--- DATA RECORDS Enclosed Below ---

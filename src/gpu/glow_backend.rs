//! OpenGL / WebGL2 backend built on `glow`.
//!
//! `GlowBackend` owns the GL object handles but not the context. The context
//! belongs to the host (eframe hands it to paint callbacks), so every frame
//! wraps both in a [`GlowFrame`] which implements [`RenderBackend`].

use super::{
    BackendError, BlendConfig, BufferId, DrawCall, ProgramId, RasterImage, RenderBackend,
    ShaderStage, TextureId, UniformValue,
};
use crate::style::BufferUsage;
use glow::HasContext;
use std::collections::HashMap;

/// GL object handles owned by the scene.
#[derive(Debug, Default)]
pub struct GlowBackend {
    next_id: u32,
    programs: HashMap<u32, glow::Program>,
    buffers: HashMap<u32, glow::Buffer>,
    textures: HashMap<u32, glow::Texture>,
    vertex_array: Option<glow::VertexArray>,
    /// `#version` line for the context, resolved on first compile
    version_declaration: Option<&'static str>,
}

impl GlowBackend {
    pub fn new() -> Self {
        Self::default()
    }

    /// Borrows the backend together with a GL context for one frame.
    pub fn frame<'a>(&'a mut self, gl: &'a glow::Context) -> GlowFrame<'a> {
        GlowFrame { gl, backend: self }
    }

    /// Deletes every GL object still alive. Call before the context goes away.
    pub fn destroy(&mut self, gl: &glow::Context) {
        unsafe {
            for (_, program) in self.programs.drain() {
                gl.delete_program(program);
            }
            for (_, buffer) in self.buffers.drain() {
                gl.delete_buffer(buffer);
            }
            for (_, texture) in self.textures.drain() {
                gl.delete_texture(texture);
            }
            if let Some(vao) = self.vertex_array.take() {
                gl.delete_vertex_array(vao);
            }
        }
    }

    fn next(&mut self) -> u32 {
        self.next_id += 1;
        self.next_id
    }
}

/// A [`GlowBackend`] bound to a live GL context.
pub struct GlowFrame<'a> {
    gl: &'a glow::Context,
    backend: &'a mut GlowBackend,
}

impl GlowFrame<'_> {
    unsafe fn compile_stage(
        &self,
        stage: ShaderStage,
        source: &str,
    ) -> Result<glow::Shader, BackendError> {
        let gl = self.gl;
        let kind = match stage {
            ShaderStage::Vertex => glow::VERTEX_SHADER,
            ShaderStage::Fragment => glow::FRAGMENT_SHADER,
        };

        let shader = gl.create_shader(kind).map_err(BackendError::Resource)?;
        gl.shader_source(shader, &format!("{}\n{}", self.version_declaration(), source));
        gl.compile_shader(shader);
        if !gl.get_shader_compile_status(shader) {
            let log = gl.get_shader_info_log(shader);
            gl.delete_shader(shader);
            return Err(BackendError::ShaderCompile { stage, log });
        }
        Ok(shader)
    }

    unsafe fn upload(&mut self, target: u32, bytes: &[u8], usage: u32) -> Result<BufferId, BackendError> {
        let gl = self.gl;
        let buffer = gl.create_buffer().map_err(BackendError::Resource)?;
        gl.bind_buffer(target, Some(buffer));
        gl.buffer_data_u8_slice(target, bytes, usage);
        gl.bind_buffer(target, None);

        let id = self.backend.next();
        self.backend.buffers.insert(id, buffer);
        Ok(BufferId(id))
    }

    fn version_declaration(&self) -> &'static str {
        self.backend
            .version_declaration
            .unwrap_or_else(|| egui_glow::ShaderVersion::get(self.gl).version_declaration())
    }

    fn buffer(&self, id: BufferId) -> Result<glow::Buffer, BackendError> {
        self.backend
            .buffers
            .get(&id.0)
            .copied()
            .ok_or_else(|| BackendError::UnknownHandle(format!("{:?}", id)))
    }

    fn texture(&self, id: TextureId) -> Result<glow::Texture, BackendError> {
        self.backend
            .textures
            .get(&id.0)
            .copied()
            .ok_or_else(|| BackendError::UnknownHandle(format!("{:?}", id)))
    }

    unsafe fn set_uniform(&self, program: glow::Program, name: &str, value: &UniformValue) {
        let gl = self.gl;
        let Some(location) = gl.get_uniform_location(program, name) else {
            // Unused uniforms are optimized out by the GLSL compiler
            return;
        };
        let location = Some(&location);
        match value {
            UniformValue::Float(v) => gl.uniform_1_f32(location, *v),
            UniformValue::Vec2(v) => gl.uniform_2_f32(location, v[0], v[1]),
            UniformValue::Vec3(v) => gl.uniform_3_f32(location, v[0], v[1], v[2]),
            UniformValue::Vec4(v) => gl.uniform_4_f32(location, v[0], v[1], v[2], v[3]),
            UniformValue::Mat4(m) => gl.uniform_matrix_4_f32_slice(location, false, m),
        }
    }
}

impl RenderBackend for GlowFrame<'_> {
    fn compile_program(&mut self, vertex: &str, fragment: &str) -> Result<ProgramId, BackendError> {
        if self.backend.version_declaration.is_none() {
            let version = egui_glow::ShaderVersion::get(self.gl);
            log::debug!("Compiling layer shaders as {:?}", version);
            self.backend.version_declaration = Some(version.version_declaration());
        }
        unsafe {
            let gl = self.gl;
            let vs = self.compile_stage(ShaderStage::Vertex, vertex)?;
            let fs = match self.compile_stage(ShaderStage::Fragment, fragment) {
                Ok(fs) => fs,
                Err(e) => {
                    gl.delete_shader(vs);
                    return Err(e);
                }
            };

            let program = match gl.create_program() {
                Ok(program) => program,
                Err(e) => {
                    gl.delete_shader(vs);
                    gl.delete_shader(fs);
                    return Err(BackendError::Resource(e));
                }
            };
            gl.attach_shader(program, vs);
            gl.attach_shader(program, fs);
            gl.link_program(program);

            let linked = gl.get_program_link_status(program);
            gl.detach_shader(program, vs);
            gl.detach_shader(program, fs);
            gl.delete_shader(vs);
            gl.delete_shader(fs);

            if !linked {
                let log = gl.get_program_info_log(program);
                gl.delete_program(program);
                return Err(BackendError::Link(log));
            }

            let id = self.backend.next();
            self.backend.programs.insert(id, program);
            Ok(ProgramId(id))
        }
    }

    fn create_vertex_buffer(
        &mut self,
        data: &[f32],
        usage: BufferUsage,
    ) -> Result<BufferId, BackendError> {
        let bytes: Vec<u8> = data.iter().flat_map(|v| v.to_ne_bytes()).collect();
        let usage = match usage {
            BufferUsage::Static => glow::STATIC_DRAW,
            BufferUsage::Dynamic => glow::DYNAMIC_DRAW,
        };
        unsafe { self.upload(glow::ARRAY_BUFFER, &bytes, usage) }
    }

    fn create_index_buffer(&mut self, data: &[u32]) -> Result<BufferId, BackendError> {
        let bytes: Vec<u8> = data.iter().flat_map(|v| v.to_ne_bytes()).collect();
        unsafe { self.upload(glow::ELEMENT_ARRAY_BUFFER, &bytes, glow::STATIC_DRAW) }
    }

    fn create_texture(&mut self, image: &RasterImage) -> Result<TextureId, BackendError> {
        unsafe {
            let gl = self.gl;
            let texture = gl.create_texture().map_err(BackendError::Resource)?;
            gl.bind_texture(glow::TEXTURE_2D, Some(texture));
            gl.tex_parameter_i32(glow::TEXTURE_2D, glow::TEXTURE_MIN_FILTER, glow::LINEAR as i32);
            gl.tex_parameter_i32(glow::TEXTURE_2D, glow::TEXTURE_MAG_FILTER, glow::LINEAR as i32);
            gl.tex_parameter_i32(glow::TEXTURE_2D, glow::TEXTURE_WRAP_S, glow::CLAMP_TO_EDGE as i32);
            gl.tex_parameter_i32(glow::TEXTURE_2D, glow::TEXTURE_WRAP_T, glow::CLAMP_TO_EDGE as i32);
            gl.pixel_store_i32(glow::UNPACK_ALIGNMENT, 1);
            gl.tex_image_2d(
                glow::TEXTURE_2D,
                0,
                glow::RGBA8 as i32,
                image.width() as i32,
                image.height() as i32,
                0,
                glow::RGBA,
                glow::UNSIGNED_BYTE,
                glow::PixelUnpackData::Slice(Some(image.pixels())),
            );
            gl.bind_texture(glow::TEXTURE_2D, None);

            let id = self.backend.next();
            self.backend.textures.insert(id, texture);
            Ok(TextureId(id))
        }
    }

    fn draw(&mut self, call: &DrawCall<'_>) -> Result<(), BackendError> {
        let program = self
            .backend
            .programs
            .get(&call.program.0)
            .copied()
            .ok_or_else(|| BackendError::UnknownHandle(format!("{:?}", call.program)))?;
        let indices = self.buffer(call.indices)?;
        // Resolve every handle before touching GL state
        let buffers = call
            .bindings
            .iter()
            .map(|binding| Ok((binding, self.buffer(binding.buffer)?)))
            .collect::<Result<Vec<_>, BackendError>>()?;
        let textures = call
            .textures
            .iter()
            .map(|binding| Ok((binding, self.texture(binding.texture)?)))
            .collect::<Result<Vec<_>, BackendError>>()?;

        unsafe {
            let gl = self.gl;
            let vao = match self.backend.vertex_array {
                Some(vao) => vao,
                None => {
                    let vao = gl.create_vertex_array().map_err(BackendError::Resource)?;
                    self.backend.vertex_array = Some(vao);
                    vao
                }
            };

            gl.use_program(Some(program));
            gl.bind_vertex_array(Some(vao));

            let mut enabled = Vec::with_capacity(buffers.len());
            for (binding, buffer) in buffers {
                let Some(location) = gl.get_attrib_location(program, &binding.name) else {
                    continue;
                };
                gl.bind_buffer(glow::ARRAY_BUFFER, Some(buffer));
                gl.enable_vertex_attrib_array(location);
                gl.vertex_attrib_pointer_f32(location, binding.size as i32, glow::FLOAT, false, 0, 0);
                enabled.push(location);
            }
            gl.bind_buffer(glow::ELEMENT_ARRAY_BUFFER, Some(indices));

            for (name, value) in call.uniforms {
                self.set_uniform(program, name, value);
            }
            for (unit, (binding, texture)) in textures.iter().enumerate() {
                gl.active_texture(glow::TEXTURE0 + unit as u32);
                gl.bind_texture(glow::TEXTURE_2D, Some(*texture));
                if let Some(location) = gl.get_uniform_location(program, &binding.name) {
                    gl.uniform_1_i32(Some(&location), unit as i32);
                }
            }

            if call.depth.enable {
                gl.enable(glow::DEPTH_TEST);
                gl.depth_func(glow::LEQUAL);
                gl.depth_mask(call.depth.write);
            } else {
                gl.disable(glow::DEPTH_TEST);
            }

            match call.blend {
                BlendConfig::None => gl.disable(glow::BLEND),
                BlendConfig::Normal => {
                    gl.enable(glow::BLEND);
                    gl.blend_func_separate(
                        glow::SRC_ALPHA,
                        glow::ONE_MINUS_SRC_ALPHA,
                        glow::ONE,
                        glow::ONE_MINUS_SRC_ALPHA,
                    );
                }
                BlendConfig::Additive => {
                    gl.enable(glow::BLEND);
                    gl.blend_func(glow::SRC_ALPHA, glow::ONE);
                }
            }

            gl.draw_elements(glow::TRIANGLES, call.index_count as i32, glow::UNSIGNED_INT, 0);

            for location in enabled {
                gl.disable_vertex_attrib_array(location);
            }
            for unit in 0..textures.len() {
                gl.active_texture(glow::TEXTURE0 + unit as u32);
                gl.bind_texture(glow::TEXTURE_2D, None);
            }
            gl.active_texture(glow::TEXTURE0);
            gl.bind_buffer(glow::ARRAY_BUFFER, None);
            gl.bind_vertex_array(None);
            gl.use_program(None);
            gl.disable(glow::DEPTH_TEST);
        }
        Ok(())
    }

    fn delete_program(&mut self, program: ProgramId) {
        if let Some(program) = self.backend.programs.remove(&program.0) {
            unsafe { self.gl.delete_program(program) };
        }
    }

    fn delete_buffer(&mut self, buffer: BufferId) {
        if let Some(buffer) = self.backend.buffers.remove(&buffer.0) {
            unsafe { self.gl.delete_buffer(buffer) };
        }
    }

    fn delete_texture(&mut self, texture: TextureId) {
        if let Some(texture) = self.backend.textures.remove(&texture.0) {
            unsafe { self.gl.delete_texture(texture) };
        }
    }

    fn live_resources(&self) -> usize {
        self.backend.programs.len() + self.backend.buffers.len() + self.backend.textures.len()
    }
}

--- End of Enclosed DATA RECORDS ---

**WHAT IS REQUIRED**. Verbatim reproduction is required for the line holding "if let Some(buffer)" and for every line after it in the records, with no other line included.

**WRITTEN SOLUTION**.
        if let Some(buffer) = self.backend.buffers.remove(&buffer.0) {
            unsafe { self.gl.delete_buffer(buffer) };
        }
    }

    fn delete_texture(&mut self, texture: TextureId) {
        if let Some(texture) = self.backend.textures.remove(&texture.0) {
            unsafe { self.gl.delete_texture(texture) };
        }
    }

    fn live_resources(&self) -> usize {
        self.backend.programs.len() + self.backend.buffers.len() + self.backend.textures.len()
    }
}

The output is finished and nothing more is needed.